%%

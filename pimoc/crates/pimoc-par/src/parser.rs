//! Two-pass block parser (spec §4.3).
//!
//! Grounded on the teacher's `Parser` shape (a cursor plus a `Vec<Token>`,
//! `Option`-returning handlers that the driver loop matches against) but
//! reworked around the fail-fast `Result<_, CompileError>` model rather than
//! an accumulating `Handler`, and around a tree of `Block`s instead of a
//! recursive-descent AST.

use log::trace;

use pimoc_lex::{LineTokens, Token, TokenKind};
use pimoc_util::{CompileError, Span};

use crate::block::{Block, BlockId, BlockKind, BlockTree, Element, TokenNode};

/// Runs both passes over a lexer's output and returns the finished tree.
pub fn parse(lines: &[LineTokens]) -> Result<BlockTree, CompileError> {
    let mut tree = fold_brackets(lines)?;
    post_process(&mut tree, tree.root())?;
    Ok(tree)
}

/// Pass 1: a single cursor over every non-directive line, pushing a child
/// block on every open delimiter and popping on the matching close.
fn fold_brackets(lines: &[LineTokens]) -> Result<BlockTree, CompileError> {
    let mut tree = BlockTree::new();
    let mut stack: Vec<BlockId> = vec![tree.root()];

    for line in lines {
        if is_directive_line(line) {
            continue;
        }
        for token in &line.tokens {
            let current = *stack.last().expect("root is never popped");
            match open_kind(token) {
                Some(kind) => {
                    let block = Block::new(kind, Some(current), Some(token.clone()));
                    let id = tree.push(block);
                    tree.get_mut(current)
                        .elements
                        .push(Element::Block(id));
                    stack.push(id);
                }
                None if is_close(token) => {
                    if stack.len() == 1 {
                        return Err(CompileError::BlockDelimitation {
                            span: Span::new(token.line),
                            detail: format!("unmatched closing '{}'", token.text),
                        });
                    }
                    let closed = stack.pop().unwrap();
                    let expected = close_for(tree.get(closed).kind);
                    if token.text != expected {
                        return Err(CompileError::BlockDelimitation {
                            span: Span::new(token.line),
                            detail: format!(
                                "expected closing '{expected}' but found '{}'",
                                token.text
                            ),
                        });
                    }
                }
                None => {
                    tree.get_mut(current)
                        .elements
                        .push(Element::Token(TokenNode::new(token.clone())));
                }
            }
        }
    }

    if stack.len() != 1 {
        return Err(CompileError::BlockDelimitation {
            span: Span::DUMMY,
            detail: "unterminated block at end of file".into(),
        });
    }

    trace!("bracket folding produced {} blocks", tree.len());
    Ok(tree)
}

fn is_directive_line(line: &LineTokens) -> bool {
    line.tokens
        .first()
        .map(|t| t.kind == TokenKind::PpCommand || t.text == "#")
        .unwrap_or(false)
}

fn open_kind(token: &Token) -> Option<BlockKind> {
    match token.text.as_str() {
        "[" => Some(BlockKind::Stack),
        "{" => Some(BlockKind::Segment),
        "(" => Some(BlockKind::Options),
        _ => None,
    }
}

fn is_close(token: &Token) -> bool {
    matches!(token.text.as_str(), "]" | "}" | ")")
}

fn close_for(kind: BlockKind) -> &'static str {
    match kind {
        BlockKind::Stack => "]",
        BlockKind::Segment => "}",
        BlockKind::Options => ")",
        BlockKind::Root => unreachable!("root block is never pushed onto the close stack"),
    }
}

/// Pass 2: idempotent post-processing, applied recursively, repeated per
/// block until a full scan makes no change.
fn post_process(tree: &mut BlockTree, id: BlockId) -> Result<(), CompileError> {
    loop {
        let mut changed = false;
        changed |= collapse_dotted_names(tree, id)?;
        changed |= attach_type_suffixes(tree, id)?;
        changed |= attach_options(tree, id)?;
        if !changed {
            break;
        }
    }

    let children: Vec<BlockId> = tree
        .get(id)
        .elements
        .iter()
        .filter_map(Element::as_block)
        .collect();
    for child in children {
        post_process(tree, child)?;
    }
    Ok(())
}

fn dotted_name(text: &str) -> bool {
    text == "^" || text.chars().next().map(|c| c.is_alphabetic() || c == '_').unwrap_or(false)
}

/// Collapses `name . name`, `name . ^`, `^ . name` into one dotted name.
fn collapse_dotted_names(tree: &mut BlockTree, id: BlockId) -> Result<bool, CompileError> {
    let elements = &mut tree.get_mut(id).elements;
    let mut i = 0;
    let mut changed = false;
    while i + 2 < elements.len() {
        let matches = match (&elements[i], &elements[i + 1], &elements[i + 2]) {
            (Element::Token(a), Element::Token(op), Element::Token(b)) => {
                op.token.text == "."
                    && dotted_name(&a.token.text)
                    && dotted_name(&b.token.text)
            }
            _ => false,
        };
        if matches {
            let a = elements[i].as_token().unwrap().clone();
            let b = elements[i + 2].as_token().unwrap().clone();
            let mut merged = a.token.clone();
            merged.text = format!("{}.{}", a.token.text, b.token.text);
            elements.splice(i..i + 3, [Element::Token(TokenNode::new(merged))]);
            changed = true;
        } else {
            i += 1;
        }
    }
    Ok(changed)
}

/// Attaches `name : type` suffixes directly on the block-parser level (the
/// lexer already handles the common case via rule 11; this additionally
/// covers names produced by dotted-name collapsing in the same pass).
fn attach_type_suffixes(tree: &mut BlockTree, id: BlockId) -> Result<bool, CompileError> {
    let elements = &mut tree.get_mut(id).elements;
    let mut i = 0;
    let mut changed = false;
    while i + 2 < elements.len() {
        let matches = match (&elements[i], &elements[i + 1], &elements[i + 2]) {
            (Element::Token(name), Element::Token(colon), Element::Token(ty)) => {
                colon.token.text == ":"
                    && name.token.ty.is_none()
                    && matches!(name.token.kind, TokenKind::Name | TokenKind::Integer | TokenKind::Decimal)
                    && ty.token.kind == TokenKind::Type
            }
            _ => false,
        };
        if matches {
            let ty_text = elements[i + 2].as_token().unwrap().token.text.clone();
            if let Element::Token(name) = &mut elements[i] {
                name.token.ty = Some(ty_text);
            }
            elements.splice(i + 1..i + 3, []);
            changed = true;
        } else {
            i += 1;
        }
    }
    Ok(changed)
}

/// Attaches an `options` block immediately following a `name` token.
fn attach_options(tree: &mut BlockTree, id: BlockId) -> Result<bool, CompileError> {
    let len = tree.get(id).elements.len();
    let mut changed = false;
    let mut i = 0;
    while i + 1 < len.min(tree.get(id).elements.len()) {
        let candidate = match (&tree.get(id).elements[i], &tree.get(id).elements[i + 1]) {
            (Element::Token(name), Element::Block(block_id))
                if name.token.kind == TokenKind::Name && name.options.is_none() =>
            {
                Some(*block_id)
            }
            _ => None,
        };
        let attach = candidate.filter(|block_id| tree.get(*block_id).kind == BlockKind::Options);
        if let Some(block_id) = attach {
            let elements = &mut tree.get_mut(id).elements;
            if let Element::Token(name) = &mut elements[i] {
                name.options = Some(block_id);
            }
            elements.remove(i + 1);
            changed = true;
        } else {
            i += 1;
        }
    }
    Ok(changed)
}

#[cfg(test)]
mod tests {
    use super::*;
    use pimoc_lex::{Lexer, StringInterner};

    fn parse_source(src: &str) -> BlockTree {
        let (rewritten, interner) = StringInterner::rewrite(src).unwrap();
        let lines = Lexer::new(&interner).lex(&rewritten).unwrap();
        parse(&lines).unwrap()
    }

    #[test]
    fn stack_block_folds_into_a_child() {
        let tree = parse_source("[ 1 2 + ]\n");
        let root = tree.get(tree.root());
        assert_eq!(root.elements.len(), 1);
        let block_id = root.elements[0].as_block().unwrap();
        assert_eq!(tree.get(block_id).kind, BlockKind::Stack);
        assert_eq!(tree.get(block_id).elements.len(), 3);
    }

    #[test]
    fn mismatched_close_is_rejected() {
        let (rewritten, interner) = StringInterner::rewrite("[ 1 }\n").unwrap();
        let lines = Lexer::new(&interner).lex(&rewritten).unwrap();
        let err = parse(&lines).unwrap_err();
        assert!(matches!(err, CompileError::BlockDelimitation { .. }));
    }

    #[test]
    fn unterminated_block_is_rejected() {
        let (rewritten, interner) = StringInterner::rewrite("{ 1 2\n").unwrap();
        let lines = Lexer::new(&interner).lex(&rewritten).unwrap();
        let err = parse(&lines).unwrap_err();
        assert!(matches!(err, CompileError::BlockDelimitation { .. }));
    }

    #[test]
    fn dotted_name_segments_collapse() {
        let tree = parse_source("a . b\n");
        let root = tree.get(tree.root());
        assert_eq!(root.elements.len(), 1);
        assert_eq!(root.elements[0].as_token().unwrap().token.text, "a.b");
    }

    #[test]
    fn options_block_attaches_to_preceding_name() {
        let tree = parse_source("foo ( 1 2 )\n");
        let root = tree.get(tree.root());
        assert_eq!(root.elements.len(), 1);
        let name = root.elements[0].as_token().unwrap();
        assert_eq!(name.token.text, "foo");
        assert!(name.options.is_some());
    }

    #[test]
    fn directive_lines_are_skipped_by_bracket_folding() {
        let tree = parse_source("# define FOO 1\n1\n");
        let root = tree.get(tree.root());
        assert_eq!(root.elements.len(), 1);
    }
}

%%

* _YOUR ASSIGNMENT_: Only lines holding the word "Result" belong in the answer; copy all of them from the records.

* _EXERCISE ANSWER_:
//! reworked around the fail-fast `Result<_, CompileError>` model rather than
pub fn parse(lines: &[LineTokens]) -> Result<BlockTree, CompileError> {
fn fold_brackets(lines: &[LineTokens]) -> Result<BlockTree, CompileError> {
fn post_process(tree: &mut BlockTree, id: BlockId) -> Result<(), CompileError> {
fn collapse_dotted_names(tree: &mut BlockTree, id: BlockId) -> Result<bool, CompileError> {
fn attach_type_suffixes(tree: &mut BlockTree, id: BlockId) -> Result<bool, CompileError> {
fn attach_options(tree: &mut BlockTree, id: BlockId) -> Result<bool, CompileError> {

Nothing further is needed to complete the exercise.